Weislow's reliance on United States v. Brandt, 435 F.2d 324 (9th Cir. 1970) is misplaced. That unique case is clearly distinguishable, Brandt was classified II-S and was entitled to that classification as a matter of law when the board, without reason, reclassified him 1-A. Brandt had submitted a Request for Undergraduate Student Deferment and presented evidence that he was pursuing a full-time course of instruction. Weislow did neither.
32 C.F.R. § 1622.25(d) provides:
It shall be the registrant's duty to provide the local board each year with evidence that he is satisfactorily pursuing a full-time course of instruction at a college, university, or similar institution of learning.
E.O. 11360, 32 Fed.Reg. 9790 July 4, 1967.
Even if Weislow could successfully contend that an improperly classified registrant has no duty to report for a pre-induction physical examination when ordered to do so, he would be precluded from raising that claim due to his failure to exhaust his administrative remedies. McGee v. United States, 402 U.S. 479, 91 S.Ct. 1565, 29 L.Ed.2d 47 (1971); United States v. Juarez, 469 F.2d 770, 772 (9th Cir. 1972). There was a lapse of eight months between the date of classification and his failure to report for the physical examination in question. At no time did Weislow present evidence of his student status or appeal the board's classification. He, therefore, cannot now contest the validity of the 1-A classification.
We need not reach the allegations of error relating to the second count inasmuch as we affirm the first count and Weislow received a concurrent sentence. See United States v. Moore, 452 F.2d 576, 577 (9th Cir. 1971).

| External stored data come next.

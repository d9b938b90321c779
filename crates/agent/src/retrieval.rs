//! Retrieval-backed strategies: recommend an existing recipe or invent a new dish.
//!
//! Both embed the query, take the top-k recipes from the index and hand them to the model as
//! `{description}`. Recommendation includes the source link of every recipe so the model can
//! quote it; generation only needs the contents.

use std::sync::Arc;

use async_trait::async_trait;
use cookbot_core::{AgentResult, CookbotError, Result, TaskKind};
use llm_client::LlmClient;
use prompt::templates::{GENERATOR, RECOMMENDER};
use recipe_index::Retriever;
use tracing::{info, instrument};

use crate::format::{format_docs, format_docs_with_links};
use crate::strategy::{render_prompt, Strategy, StrategyInput};

#[derive(Debug, Clone, Copy, PartialEq, Eq)]
pub enum RetrievalMode {
    Recommend,
    Generate,
}

pub struct RetrievalStrategy {
    mode: RetrievalMode,
    llm: Arc<dyn LlmClient>,
    retriever: Arc<dyn Retriever>,
}

impl RetrievalStrategy {
    pub fn recommender(llm: Arc<dyn LlmClient>, retriever: Arc<dyn Retriever>) -> Self {
        Self {
            mode: RetrievalMode::Recommend,
            llm,
            retriever,
        }
    }

    pub fn generator(llm: Arc<dyn LlmClient>, retriever: Arc<dyn Retriever>) -> Self {
        Self {
            mode: RetrievalMode::Generate,
            llm,
            retriever,
        }
    }
}

#[async_trait]
impl Strategy for RetrievalStrategy {
    fn task(&self) -> TaskKind {
        match self.mode {
            RetrievalMode::Recommend => TaskKind::Recommend,
            RetrievalMode::Generate => TaskKind::Generate,
        }
    }

    #[instrument(skip(self, input), fields(mode = ?self.mode, query = %input.input))]
    async fn run(&self, input: StrategyInput<'_>) -> Result<AgentResult> {
        let docs = self
            .retriever
            .retrieve(input.input)
            .await
            .map_err(CookbotError::Retrieval)?;
        info!(count = docs.len(), "step: recipes retrieved for prompt");

        let (template, description) = match self.mode {
            RetrievalMode::Recommend => (RECOMMENDER, format_docs_with_links(&docs)),
            RetrievalMode::Generate => (GENERATOR, format_docs(&docs)),
        };
        let history = input.chat_history.render_for_prompt();
        let prompt = render_prompt(
            template,
            &[
                ("description", &description),
                ("query", input.input),
                ("chat_history", &history),
            ],
        )?;

        let answer = self.llm.complete(&prompt).await.map_err(CookbotError::Llm)?;
        info!(answer_len = answer.len(), "step: retrieval strategy answered");
        Ok(AgentResult::text(self.task(), answer))
    }
}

Finally, Weislow, who was 22, contends that it was error for the trial judge not to sentence him under the Youth Corrections Act ( 18 U.S.C. § 5005 et seq.). This claim is unmeritorious. Weislow has no right to be so sentenced. The trial judge, who is in the best position to make the determination, has the discretion to sentence or not to sentence pursuant to the Act. We see no need to review that determination. Cf. United States v. James, 443 F.2d 348, 349 (9th Cir. 1971).
Affirmed.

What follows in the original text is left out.